“Please go and meet my boy. He has not a cent, and scarcely any clothes.”
“All right,” said Mr. Berkeley, when this characteristic message had been read and considered. “I shall be very glad to take a trip into summer land, for it is getting very bleak and cold up our way. Of course, your mother means that I shall take you with me, Miss Helen, and it will do you good, for if ever a girl needed to have plumpness and rosiness brought back to her cheeks, you do. The boys are bound to come down the St. John’s River to Jacksonville, and we can’t miss them.”
And so the two started for Florida.
“Won’t they be surprised when they see us?” said Helen, when she and Mr. Godfrey had taken their seats in the car.

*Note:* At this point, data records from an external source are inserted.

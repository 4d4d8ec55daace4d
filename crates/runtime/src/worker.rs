use std::sync::mpsc::{self, Receiver, RecvTimeoutError, TryRecvError};
use std::thread;
use std::time::Duration;

use batchline_core::{ConsumerError, ConsumerResult};
use batchline_transport::{Delivery, MessageBus, Subscription};

use crate::scheduler::BatchScheduler;

/// How long the consumer loop waits on the subscription before checking for
/// shutdown again.
const POLL_INTERVAL: Duration = Duration::from_millis(50);

/// Handle to control and join a background thread.
///
/// Dropping the handle also stops the thread.
#[derive(Debug)]
pub struct WorkerHandle {
    name: String,
    shutdown: mpsc::Sender<()>,
    join: Option<thread::JoinHandle<()>>,
}

impl WorkerHandle {
    /// Spawn `body` on a named thread. The receiver fires (or disconnects)
    /// when the handle asks the thread to stop.
    pub fn spawn<F>(name: impl Into<String>, body: F) -> ConsumerResult<Self>
    where
        F: FnOnce(Receiver<()>) + Send + 'static,
    {
        let name = name.into();
        let (shutdown_tx, shutdown_rx) = mpsc::channel::<()>();

        let join = thread::Builder::new()
            .name(name.clone())
            .spawn(move || body(shutdown_rx))
            .map_err(|e| ConsumerError::Spawn(format!("{name}: {e}")))?;

        Ok(Self {
            name,
            shutdown: shutdown_tx,
            join: Some(join),
        })
    }

    pub fn name(&self) -> &str {
        &self.name
    }

    pub fn is_finished(&self) -> bool {
        self.join.as_ref().is_none_or(|j| j.is_finished())
    }

    /// Request graceful shutdown and wait for the thread to stop.
    pub fn shutdown(mut self) {
        self.stop();
    }

    fn stop(&mut self) {
        let _ = self.shutdown.send(());
        if let Some(j) = self.join.take() {
            if j.join().is_err() {
                tracing::error!(worker = %self.name, "worker thread panicked");
            }
        }
    }
}

impl Drop for WorkerHandle {
    fn drop(&mut self) {
        self.stop();
    }
}

/// Periodic timeout check for a scheduler.
///
/// Wakes once per timeout, flushes if the batch is due, and on shutdown
/// drains whatever is still buffered when `drain_on_stop` is set.
pub(crate) fn timer_loop<T>(scheduler: BatchScheduler<T>, shutdown_rx: Receiver<()>)
where
    T: Send + 'static,
{
    let tick = scheduler.config().timeout();

    loop {
        match shutdown_rx.recv_timeout(tick) {
            Err(RecvTimeoutError::Timeout) => scheduler.on_timer(),
            Ok(()) | Err(RecvTimeoutError::Disconnected) => break,
        }
    }

    if scheduler.config().drain_on_stop {
        scheduler.flush();
    }
}

/// Pumps deliveries from a bus subscription into a scheduler.
#[derive(Debug)]
pub struct ConsumerWorker;

impl ConsumerWorker {
    /// Subscribe to `bus` and feed every delivery to `scheduler` on a
    /// dedicated thread.
    ///
    /// The subscription is taken before the thread starts, so nothing
    /// published after this call returns is missed.
    pub fn spawn<T, B>(
        name: impl Into<String>,
        bus: &B,
        scheduler: BatchScheduler<T>,
    ) -> ConsumerResult<WorkerHandle>
    where
        T: Send + 'static,
        B: MessageBus<Delivery> + ?Sized,
    {
        let sub = bus.subscribe();
        WorkerHandle::spawn(name, move |shutdown_rx| {
            consume_loop(sub, shutdown_rx, scheduler)
        })
    }
}

fn consume_loop<T>(
    sub: Subscription<Delivery>,
    shutdown_rx: Receiver<()>,
    scheduler: BatchScheduler<T>,
) where
    T: Send + 'static,
{
    loop {
        match shutdown_rx.try_recv() {
            Ok(()) | Err(TryRecvError::Disconnected) => break,
            Err(TryRecvError::Empty) => {}
        }

        match sub.recv_timeout(POLL_INTERVAL) {
            Ok(delivery) => scheduler.deliver(delivery),
            Err(RecvTimeoutError::Timeout) => continue,
            Err(RecvTimeoutError::Disconnected) => {
                tracing::debug!(consumer = scheduler.name(), "subscription closed");
                break;
            }
        }
    }
}
use serde::{Deserialize, Serialize};
use uuid::Uuid;

use batchline_core::{Attributes, Message};

/// Raw unit handed over by a broker consumer loop: payload plus headers.
///
/// This is what travels on a [`MessageBus`](crate::MessageBus) and what sinks
/// receive back. It becomes a [`Message`] once it enters a scheduler.
#[derive(Debug, Clone, PartialEq, Eq, Serialize, Deserialize)]
pub struct Delivery {
    id: Option<String>,
    data: Vec<u8>,
    #[serde(default)]
    attributes: Attributes,
}

impl Delivery {
    pub fn new(data: impl Into<Vec<u8>>, attributes: Attributes) -> Self {
        Self {
            id: None,
            data: data.into(),
            attributes,
        }
    }

    /// Delivery without any headers.
    pub fn bare(data: impl Into<Vec<u8>>) -> Self {
        Self::new(data, Attributes::new())
    }

    pub fn with_id(mut self, id: impl Into<String>) -> Self {
        self.id = Some(id.into());
        self
    }

    /// Assign a fresh time-ordered id, the way a broker would on publish.
    pub fn with_generated_id(self) -> Self {
        self.with_id(Uuid::now_v7().to_string())
    }

    pub fn id(&self) -> Option<&str> {
        self.id.as_deref()
    }

    pub fn data(&self) -> &[u8] {
        &self.data
    }

    pub fn attributes(&self) -> &Attributes {
        &self.attributes
    }

    pub fn into_message<T>(self) -> Message<T> {
        let message = Message::new(self.data).with_attributes(self.attributes);
        match self.id {
            Some(id) => message.with_id(id),
            None => message,
        }
    }
}

#[cfg(test)]
mod tests {
    use super::*;

    #[test]
    fn converts_into_message_keeping_metadata() {
        let mut attrs = Attributes::new();
        attrs.insert("retryCount".to_string(), "2".to_string());

        let msg: Message<()> = Delivery::new(b"abc".to_vec(), attrs).with_id("d-1").into_message();

        assert_eq!(msg.id.as_deref(), Some("d-1"));
        assert_eq!(msg.data, b"abc");
        assert_eq!(msg.attribute("retryCount"), Some("2"));
        assert!(msg.value.is_none());
    }

    #[test]
    fn generated_ids_are_unique() {
        let a = Delivery::bare("x").with_generated_id();
        let b = Delivery::bare("x").with_generated_id();
        assert!(a.id().is_some());
        assert_ne!(a.id(), b.id());
    }
}
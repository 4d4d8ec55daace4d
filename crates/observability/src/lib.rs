//! Tracing setup and the injectable logging capability.

/// Initialize process-wide observability (tracing/logging).
///
/// This is safe to call multiple times; subsequent calls become no-ops.
pub fn init() {
    tracing::init();
}

/// Tracing subscriber configuration (filters, formatting).
pub mod tracing;

/// Logging capability injected into schedulers.
pub mod logging;

pub use logging::{LogLevel, Logger, MemoryLogger, NoopLogger, TracingLogger};
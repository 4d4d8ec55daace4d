//! Batching consumer runtime: buffer incoming messages, flush on size or
//! age, and route items the batch handler reports as failed to a retry
//! transport or, once their retry budget is spent, to a dead-letter sink.

pub mod adapters;
pub mod attempts;
pub mod buffer;
pub mod executor;
pub mod handler;
pub mod retry;
pub mod scheduler;
pub mod stats;
pub mod trigger;
pub mod worker;


pub use adapters::{BatchWriter, DecodedBatchHandler, JsonObject, MapBatchHandler, RawBatchHandler};
pub use attempts::{AttemptTracker, Disposition};
pub use buffer::BatchBuffer;
pub use executor::{BatchExecutor, FlushReport, ItemFate};
pub use handler::{BatchHandler, BatchOutcome, Decoder, JsonDecoder, RejectHandler, Validator};
pub use retry::{BackoffStrategy, RetryError, RetryPolicy, Retrying, retry, retry_with};
pub use scheduler::{BatchScheduler, BatchSchedulerBuilder};
pub use stats::BatchStats;
pub use trigger::{FlushReason, FlushTrigger};
pub use worker::{ConsumerWorker, WorkerHandle};
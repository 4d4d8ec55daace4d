//! Where failed items go: back to the broker, or to a dead-letter sink.

use tracing::error;

use batchline_core::{Attributes, ConsumerError, ConsumerResult};

use crate::bus::MessageBus;
use crate::delivery::Delivery;

/// Re-publishes a failed item so it is delivered again as a new message.
///
/// Typically "publish to the source queue" or "publish to a retry topic".
/// The attributes already carry the incremented retry counter.
pub trait RetryTransport: Send + Sync {
    fn resubmit(&self, data: &[u8], attributes: &Attributes) -> ConsumerResult<()>;
}

/// Terminal sink for items that exhausted their retries.
pub trait DeadLetterHandler: Send + Sync {
    fn dead_letter(&self, data: &[u8], attributes: &Attributes) -> ConsumerResult<()>;
}

impl<F> RetryTransport for F
where
    F: Fn(&[u8], &Attributes) -> ConsumerResult<()> + Send + Sync,
{
    fn resubmit(&self, data: &[u8], attributes: &Attributes) -> ConsumerResult<()> {
        self(data, attributes)
    }
}

impl<F> DeadLetterHandler for F
where
    F: Fn(&[u8], &Attributes) -> ConsumerResult<()> + Send + Sync,
{
    fn dead_letter(&self, data: &[u8], attributes: &Attributes) -> ConsumerResult<()> {
        self(data, attributes)
    }
}

/// [`RetryTransport`] that publishes a fresh [`Delivery`] onto a bus.
#[derive(Debug, Clone)]
pub struct Republish<B> {
    bus: B,
}

impl<B> Republish<B> {
    pub fn new(bus: B) -> Self {
        Self { bus }
    }
}

impl<B> RetryTransport for Republish<B>
where
    B: MessageBus<Delivery>,
{
    fn resubmit(&self, data: &[u8], attributes: &Attributes) -> ConsumerResult<()> {
        let delivery = Delivery::new(data.to_vec(), attributes.clone()).with_generated_id();
        self.bus
            .publish(delivery)
            .map_err(|e| ConsumerError::transport(format!("republish failed: {e:?}")))
    }
}

impl<B> DeadLetterHandler for Republish<B>
where
    B: MessageBus<Delivery>,
{
    fn dead_letter(&self, data: &[u8], attributes: &Attributes) -> ConsumerResult<()> {
        let delivery = Delivery::new(data.to_vec(), attributes.clone()).with_generated_id();
        self.bus
            .publish(delivery)
            .map_err(|e| ConsumerError::transport(format!("dead-letter publish failed: {e:?}")))
    }
}

/// Dead-letter sink that only logs the abandoned item.
#[derive(Debug, Clone, Copy, Default)]
pub struct LogDeadLetter;

impl DeadLetterHandler for LogDeadLetter {
    fn dead_letter(&self, data: &[u8], attributes: &Attributes) -> ConsumerResult<()> {
        error!(
            payload = %String::from_utf8_lossy(data),
            attributes = ?attributes,
            "message dead-lettered"
        );
        Ok(())
    }
}

#[cfg(test)]
mod tests {
    use super::*;
    use std::sync::Arc;

    use crate::in_memory_bus::InMemoryBus;

    #[test]
    fn republish_creates_new_delivery_with_attributes() {
        let bus = Arc::new(InMemoryBus::<Delivery>::new());
        let sub = bus.subscribe();
        let transport = Republish::new(bus.clone());

        let mut attrs = Attributes::new();
        attrs.insert("retryCount".to_string(), "2".to_string());
        transport.resubmit(b"payload", &attrs).unwrap();

        let delivery = sub.try_recv().unwrap();
        assert_eq!(delivery.data(), b"payload");
        assert_eq!(delivery.attributes(), &attrs);
        assert!(delivery.id().is_some());
    }

    #[test]
    fn republish_reports_closed_bus() {
        let bus = Arc::new(InMemoryBus::<Delivery>::new());
        bus.close();
        let transport = Republish::new(bus);

        let err = transport.resubmit(b"x", &Attributes::new()).unwrap_err();
        assert!(matches!(err, ConsumerError::Transport(_)));
    }

    #[test]
    fn closures_are_sinks() {
        let sink = |data: &[u8], _attrs: &Attributes| -> ConsumerResult<()> {
            if data.is_empty() {
                Err(ConsumerError::transport("empty"))
            } else {
                Ok(())
            }
        };

        assert!(sink.resubmit(b"a", &Attributes::new()).is_ok());
        assert!(DeadLetterHandler::dead_letter(&sink, b"", &Attributes::new()).is_err());
    }
}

“I hope so,” said Mr. Godfrey. “Half our pleasure will be lost if we don’t astonish them.”
CHAPTER XI.
TWO EXPEDITIONS.
“Come from the river?” said the Indian who had shaken hands with Chap. “Been fishin’? Where’s the rest of ’em?”
The very fair English which this Indian spoke was a new surprise to Chap, and for an instant he wondered how the man knew there were any more of them; but as any one might reasonably suppose that a young fellow like himself would not come into this part of the country alone, the question seemed sensible enough. The other Indian now came up, and, without saying anything, seemed very anxious to hear what should be said.
Chap then briefly related his story. For some reason which he could not explain he had for these Indians a feeling very different from that with which, from the very first, he had regarded the untidy young men. To be sure, he had answered their questions, for there seemed to be no good reason for refusing; but he had felt all along that they were unpleasant companions, and had hoped they would soon go away. But these Indians seemed to have honest faces, and to take a friendly interest in what he told them.